The publicity good or bad puts the Apollo 11 mission in the news, so the movie serves a useful purpose.
“First Man”. The title says it all.
Hollyweird writers, producers, and actors are unwitting tools in the Divine narrative toolkit. I almost feel sorry for them. Okay not really. It’s irony overload. Those are the guys who think they are in control of their own scripts and historical ‘revisions’.
I am not sure what Armstrong’s personality was, but he had to be tough and somewhat of a prima dona, the best of the best.
As General Chuck Yeager said of those in the astronaut program back in the early 1960’s, “these guys signed up basically for a suicide mission so cut them some slack.”
Enough said!!!!
It was American citizens who paid for it, not citizens of the world.
There would have been no space race without the aspect of nationalism.
No funding, no motivation, equals no moon shot.
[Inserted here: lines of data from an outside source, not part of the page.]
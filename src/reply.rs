//! Response shape shared by every operation
//!
//! A `Reply` is an outcome tag, a raw body and a content type label. Content type defaults to
//! `binary`, which is what the test harness has always been sent for anything that is not
//! script, stylesheet or markup.

use actix_web::{
  HttpRequest, HttpResponse, Responder, ResponseError,
  body::BoxBody,
  http::{ StatusCode, header },
  web::Bytes,
};
use log::warn;

use crate::{
  error::AppError,
  fs_ops::CONTENT_TYPE_BINARY,
};

#[derive(Debug, Clone, Copy, PartialEq, Eq)]
pub(crate) enum Outcome {
  Success,
  Fail,
  Unknown,
  Code(u16),
}

impl Outcome {
  pub(crate) fn status(self) -> StatusCode {
    match self {
      Outcome::Success => StatusCode::OK,
      Outcome::Fail => StatusCode::INTERNAL_SERVER_ERROR,
      Outcome::Unknown => StatusCode::NOT_FOUND,
      Outcome::Code(code) => {
        StatusCode::from_u16(code).unwrap_or(StatusCode::INTERNAL_SERVER_ERROR)
      }
    }
  }
}

#[derive(Debug)]
pub(crate) struct Reply {
  pub(crate) outcome: Outcome,
  pub(crate) body: Bytes,
  pub(crate) content_type: &'static str,
  /// close the connection after this response
  pub(crate) close: bool,
}

impl Reply {
  fn new(outcome: Outcome, body: impl Into<Bytes>) -> Self {
    Self {
      outcome,
      body: body.into(),
      content_type: CONTENT_TYPE_BINARY,
      close: false,
    }
  }

  pub(crate) fn success(body: impl Into<Bytes>) -> Self {
    Self::new(Outcome::Success, body)
  }

  pub(crate) fn done() -> Self {
    Self::new(Outcome::Success, Bytes::new())
  }

  pub(crate) fn fail(body: impl Into<Bytes>) -> Self {
    Self::new(Outcome::Fail, body)
  }

  pub(crate) fn unknown() -> Self {
    Self::new(Outcome::Unknown, Bytes::new())
  }

  pub(crate) fn code(code: u16, body: impl Into<Bytes>) -> Self {
    Self::new(Outcome::Code(code), body)
  }

  pub(crate) fn with_content_type(mut self, content_type: &'static str) -> Self {
    self.content_type = content_type;
    self
  }

  /// Status from the error, message as body. An oversized upload gets no body and a closed
  /// connection.
  pub(crate) fn from_error(err: AppError) -> Self {
    warn!("{err}");
    let code = err.status_code().as_u16();
    if let AppError::PayloadTooLarge { .. } = err {
      let mut reply = Self::code(code, Bytes::new());
      reply.close = true;
      return reply;
    }
    Self::code(code, err.to_string())
  }
}

impl Responder for Reply {
  type Body = BoxBody;

  fn respond_to(self, _: &HttpRequest) -> HttpResponse<Self::Body> {
    let mut res = HttpResponse::build(self.outcome.status());
    if self.close {
      res.force_close();
    }
    res.insert_header((header::CONTENT_TYPE, self.content_type))
      .body(self.body)
  }
}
Buzz has been an American hero his entire life, even during his hard days. At 88 he remains an American hero. The contrast with traitor McCain, whom the elites and Hollywood love, could not be more striking,
Many US soldiers were carried to the beach by US Higgins boats (LCVPs) skippered by US sailors. This is the type of boat portrayed in the film, using 10 surviving examples.
However, the Rangers (including the real Charlie Company, Captain Ralph E. Goranson commanding) were bought ashore by British sailors in British LCAs.
It may be that this story was conceived and carried out as a story about US soldiers, and interactions with or portrayals of British and other allied troops were considered superfluous.